## What to do
Only the last stretch of the records is wanted: restate word for word the line with "use thiserror::Error;" and every line after it.

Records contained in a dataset
- - - - - - -

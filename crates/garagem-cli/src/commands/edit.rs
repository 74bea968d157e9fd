use std::path::PathBuf;

use garagem_core::{CarDetail, CarRepository};

use crate::commands::common::{build_repository, require_car_id, upload_image_file};
use crate::error::CliError;

#[derive(Default)]
pub struct EditArgs {
    pub name: Option<String>,
    pub year: Option<String>,
    pub licence: Option<String>,
    pub lat: Option<f64>,
    pub long: Option<f64>,
    pub image: Option<PathBuf>,
    pub image_url: Option<String>,
}

pub async fn run_edit(api_url: Option<&str>, id: &str, args: EditArgs) -> Result<(), CliError> {
    let id = require_car_id(id)?;
    let repo = build_repository(api_url)?;

    // Edits are sparse; fetch the current record and overlay the flags.
    let current = repo.get_car_by_id(id).await?;

    let image_url = match (&args.image, args.image_url) {
        (Some(path), _) => Some(upload_image_file(path).await?),
        (None, url) => url,
    };

    let updated = apply_edits(current, &args.name, &args.year, &args.licence, args.lat, args.long, image_url)?;

    repo.update_car(&updated).await?;
    println!("Updated car {} ({})", updated.name, updated.id);
    Ok(())
}

fn apply_edits(
    mut car: CarDetail,
    name: &Option<String>,
    year: &Option<String>,
    licence: &Option<String>,
    lat: Option<f64>,
    long: Option<f64>,
    image_url: Option<String>,
) -> Result<CarDetail, CliError> {
    if let Some(name) = name {
        car.name = non_empty(name, "Name")?;
    }
    if let Some(year) = year {
        car.year = non_empty(year, "Year")?;
    }
    if let Some(licence) = licence {
        car.licence = non_empty(licence, "Licence")?;
    }
    if let Some(lat) = lat {
        car.latitude = lat;
    }
    if let Some(long) = long {
        car.longitude = long;
    }
    if let Some(image_url) = image_url {
        car.image_url = non_empty(&image_url, "Image URL")?;
    }
    Ok(car)
}

fn non_empty(value: &str, field: &'static str) -> Result<String, CliError> {
    let value = value.trim();
    if value.is_empty() {
        return Err(CliError::EmptyField(field));
    }
    Ok(value.to_string())
}

#[cfg(test)]
mod tests {
    use pretty_assertions::assert_eq;

    use super::*;

    fn current() -> CarDetail {
        CarDetail {
            id: "abc".to_string(),
            image_url: "u".to_string(),
            year: "2020".to_string(),
            name: "Civic".to_string(),
            licence: "ABC123".to_string(),
            latitude: 1.0,
            longitude: 2.0,
        }
    }

    #[test]
    fn unset_flags_keep_the_current_values() {
        let updated = apply_edits(current(), &None, &None, &None, None, None, None).unwrap();
        assert_eq!(updated, current());
    }

    #[test]
    fn set_flags_overlay_the_record() {
        let updated = apply_edits(
            current(),
            &Some("Fit".to_string()),
            &None,
            &None,
            Some(-23.55),
            None,
            None,
        )
        .unwrap();
        assert_eq!(updated.name, "Fit");
        assert_eq!(updated.latitude, -23.55);
        assert_eq!(updated.year, "2020");
    }

    #[test]
    fn blank_override_is_rejected() {
        let result = apply_edits(current(), &Some("  ".to_string()), &None, &None, None, None, None);
        assert!(result.is_err());
    }
}
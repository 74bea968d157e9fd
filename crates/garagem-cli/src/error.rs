use std::io;

use thiserror::Error;

#[derive(Debug, Error)]
pub enum CliError {
    #[error(transparent)]
    Core(#[from] garagem_core::Error),
    #[error(transparent)]
    Io(#[from] io::Error),
    #[error(transparent)]
    Serialization(#[from] serde_json::Error),
    #[error("Car ID cannot be empty")]
    EmptyCarId,
    #[error("{0} cannot be empty")]
    EmptyField(&'static str),
    #[error("Provide --image or --image-url for a new car")]
    MissingImage,
    #[error("Image storage is not configured; set the GARAGEM_STORAGE_* variables or pass --image-url")]
    StorageNotConfigured,
}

- - - - - - -

## Answer to this problem
use thiserror::Error;

#[derive(Debug, Error)]
pub enum CliError {
    #[error(transparent)]
    Core(#[from] garagem_core::Error),
    #[error(transparent)]
    Io(#[from] io::Error),
    #[error(transparent)]
    Serialization(#[from] serde_json::Error),
    #[error("Car ID cannot be empty")]
    EmptyCarId,
    #[error("{0} cannot be empty")]
    EmptyField(&'static str),
    #[error("Provide --image or --image-url for a new car")]
    MissingImage,
    #[error("Image storage is not configured; set the GARAGEM_STORAGE_* variables or pass --image-url")]
    StorageNotConfigured,
}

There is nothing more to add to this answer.